在 C 中打印一个 Char 整数数组

Question

For class, I am required to create a function that converts an Integer into it's corresponding Binary number. However, I am forced to use the given main and parameters for the to_binary function. The whole problem requires me to print out the 32 bit binary number, but to break it up, I am just trying to print out the Char Array, that I thought I filled with Integers (perhaps the issue). When I do compile, I receive just a blank line (from the \\n) and I am wondering how I can fix this. All I want to do is to be able to print the binary number for 5 ("101") yet I can't seem to do it with my professor's restrictions. Remember: I cannot change the arguments in to_binary or the main, only the body of to_binary. Any help would be greatly appreciated.

#include<stdio.h>

void to_binary(int x, char c[]) {

    int j = 0;

    while (x != 0) {
        c[j] x = x % 2;
        j++;
    }
    c[33] = '\0';
}

int main() {
    int i = 5;
    char b[33];
    to_binary(i,b);
    printf("%s\n", b);
}

Answer 1

the problem is in the code below:

while (x != 0) {
  c[j] = x % 2;  // origin: c[j] x = x % 2; a typo?
  j++;
}

the result of x % 2 is a integer, but you assigned it to a character c[j] —— integer 1 is not equal to character '1' .

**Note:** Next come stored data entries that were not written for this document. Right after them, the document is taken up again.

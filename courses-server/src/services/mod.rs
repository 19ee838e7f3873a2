//! Domain services: classification, item operations, merge and reorder

pub mod dedup;
pub mod item_service;
pub mod llm_client;
pub mod section_assigner;

#[cfg(test)]
pub(crate) mod test_support {
    use std::sync::Arc;

    use async_trait::async_trait;

    use courses_common::api::ImportEntry;
    use courses_common::db::models::Section;

    use super::llm_client::Classifier;
    use super::section_assigner::SectionAssigner;

    /// Classifier stub that is permanently unavailable
    pub struct NullClassifier;

    #[async_trait]
    impl Classifier for NullClassifier {
        async fn classify_one(&self, _name: &str, _candidates: &[Section]) -> Option<String> {
            None
        }

        async fn classify_bulk(
            &self,
            _text: &str,
            _candidates: &[Section],
        ) -> Option<Vec<ImportEntry>> {
            None
        }
    }

    pub async fn test_pool() -> (tempfile::TempDir, sqlx::SqlitePool) {
        let dir = tempfile::tempdir().expect("tempdir");
        let pool = courses_common::db::init_database(&dir.path().join("test.db"))
            .await
            .expect("init_database");
        (dir, pool)
    }

    pub fn null_assigner(pool: &sqlx::SqlitePool) -> SectionAssigner {
        SectionAssigner::new(pool.clone(), Arc::new(NullClassifier))
    }
}
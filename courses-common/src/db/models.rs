//! Database models
//!
//! List and item ids are UUIDs stored as text; sections and keywords use
//! integer rowids. Syntax validation of incoming id strings happens at the
//! API boundary, so the storage layer works with plain strings.

use serde::{Deserialize, Serialize};
use sqlx::FromRow;

/// Store section (e.g. Fruits & Légumes). French label, slug for assignment.
#[derive(Debug, Clone, FromRow, Serialize, Deserialize)]
pub struct Section {
    pub id: i64,
    pub name_slug: String,
    pub label_fr: String,
    pub position: i64,
}

/// Normalized keyword mapping to a section. Seeded at init, learned from the
/// classifier afterwards.
#[derive(Debug, Clone, FromRow, Serialize, Deserialize)]
pub struct SectionKeyword {
    pub id: i64,
    pub keyword: String,
    pub section_id: i64,
}

/// A single grocery list. One URL = one list.
#[derive(Debug, Clone, FromRow, Serialize, Deserialize)]
pub struct GroceryList {
    pub id: String,
    pub name: String,
    pub created_at: chrono::DateTime<chrono::Utc>,
    pub archived: bool,
    pub position: i64,
}

/// An item on a grocery list. Belongs to a list and a section.
#[derive(Debug, Clone, FromRow, Serialize, Deserialize)]
pub struct Item {
    pub id: String,
    pub list_id: String,
    pub name: String,
    pub section_id: i64,
    pub quantity: String,
    pub notes: String,
    pub checked: bool,
    pub position: i64,
}

/// Secret access token. Presenting a non-revoked token grants entry.
#[derive(Debug, Clone, FromRow, Serialize, Deserialize)]
pub struct AccessToken {
    pub id: i64,
    pub token: String,
    pub label: String,
    pub created_at: chrono::DateTime<chrono::Utc>,
    pub revoked: bool,
}
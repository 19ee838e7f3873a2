//! HTTP and WebSocket API

pub mod handlers;
pub mod ws;

use std::sync::Arc;

use axum::{
    routing::{get, patch, post},
    Router,
};
use sqlx::SqlitePool;
use tower_http::trace::TraceLayer;

use crate::auth::AccessGate;
use crate::rooms::RoomRegistry;
use crate::services::section_assigner::SectionAssigner;

/// Application state shared by all handlers
#[derive(Clone)]
pub struct AppState {
    pub db: SqlitePool,
    pub rooms: Arc<RoomRegistry>,
    pub assigner: Arc<SectionAssigner>,
    pub gate: Arc<dyn AccessGate>,
}

/// Build the application router
pub fn create_router(state: AppState) -> Router {
    Router::new()
        .route("/health", get(handlers::health))
        .route(
            "/api/lists",
            get(handlers::get_lists).post(handlers::create_list),
        )
        .route(
            "/api/lists/:list_id",
            get(handlers::get_list_detail)
                .patch(handlers::patch_list)
                .delete(handlers::delete_list),
        )
        .route("/api/lists/:list_id/items", post(handlers::create_item))
        .route(
            "/api/lists/:list_id/items/:item_id",
            patch(handlers::patch_item).delete(handlers::delete_item),
        )
        .route("/api/lists/:list_id/reorder", patch(handlers::reorder))
        .route(
            "/api/lists/:list_id/deduplicate",
            post(handlers::deduplicate),
        )
        .route(
            "/api/lists/:list_id/parse-import",
            post(handlers::parse_import),
        )
        .route("/ws/list/:list_id", get(ws::list_socket))
        .layer(TraceLayer::new_for_http())
        .with_state(state)
}
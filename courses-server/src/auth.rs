//! Access gate for incoming connections
//!
//! The gateway only ever asks "does this credential grant entry"; how
//! credentials are provisioned, stored or revoked is the admin tooling's
//! business.

use async_trait::async_trait;
use sqlx::SqlitePool;
use tracing::warn;

use courses_common::db::queries;

/// Capability check injected into the connection gateway
#[async_trait]
pub trait AccessGate: Send + Sync {
    async fn is_authorized(&self, credential: Option<&str>) -> bool;
}

/// Gate backed by the access_tokens table.
///
/// Revoking a token blocks new connections only; connections already
/// established keep their subscription until they disconnect.
pub struct TokenGate {
    db: SqlitePool,
    required: bool,
}

impl TokenGate {
    pub fn new(db: SqlitePool, required: bool) -> Self {
        Self { db, required }
    }
}

#[async_trait]
impl AccessGate for TokenGate {
    async fn is_authorized(&self, credential: Option<&str>) -> bool {
        if !self.required {
            return true;
        }
        let Some(token) = credential else {
            return false;
        };
        match queries::token_is_valid(&self.db, token).await {
            Ok(valid) => valid,
            Err(e) => {
                warn!("access token check failed: {}", e);
                false
            }
        }
    }
}
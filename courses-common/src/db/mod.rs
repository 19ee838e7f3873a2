//! Database layer: models, initialization and queries

pub mod init;
pub mod models;
pub mod queries;

pub use init::init_database;
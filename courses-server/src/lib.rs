//! Collaborative grocery list server
//!
//! Real-time shared shopping lists with automatic French store-section
//! classification. Exposes a JSON REST API plus one WebSocket room per list
//! through which connected clients exchange mutation commands and receive
//! broadcast change events.

pub mod api;
pub mod auth;
pub mod rooms;
pub mod services;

If you want to convert a integer(0-9) to a character form, for example: integer 7 to character '7' , you can do this:

int integer = 7;
char ch = '0' + integer;

Answer 2

One of the previous answers has already discussed the issue with c[j] x = x % 2; and the lack of proper character conversion. That being said, I'll instead be pointing out a different issue. Note that this isn't a specific solution to your problem, rather, consider it to be a recommendation.

Hard-coding the placement of the null-terminator is not a good idea. In fact, it can result in some undesired behavior. Imagine I create an automatic char array of length 5. In memory, it might look something like this:

Values = _ _ _ _ _
Index  = 0 1 2 3 4

If I were to populate the first three indexes with '1', '0', and '1', the array might look like so:

Values = 1 0 1 _ _
Index  = 0 1 2 3 4

Let's say I set index 4 to contain the null-terminator. The array now looks like so:

Values = 1 0 1 _ \0
Index  = 0 1 2 3 4

Notice how index three is an open slot? This is bad. In C/C++ automatic arrays contain garbage values by default. Furthermore, strings are usually printed by iterating from character to character until a null-terminator is encountered.

If the array were to look like it does in the previous example, printing it would yield a weird result. It would print 1, 0, 1, followed by an odd garbage value.

The solution is to set the null-terminator directly after the string ends. In this case, you want your array to look like this:

Values = 1 0 1 \0 _
Index  = 0 1 2 3  4

The value of index 4 is irrelevant, as the print function will terminate upon reading index 3.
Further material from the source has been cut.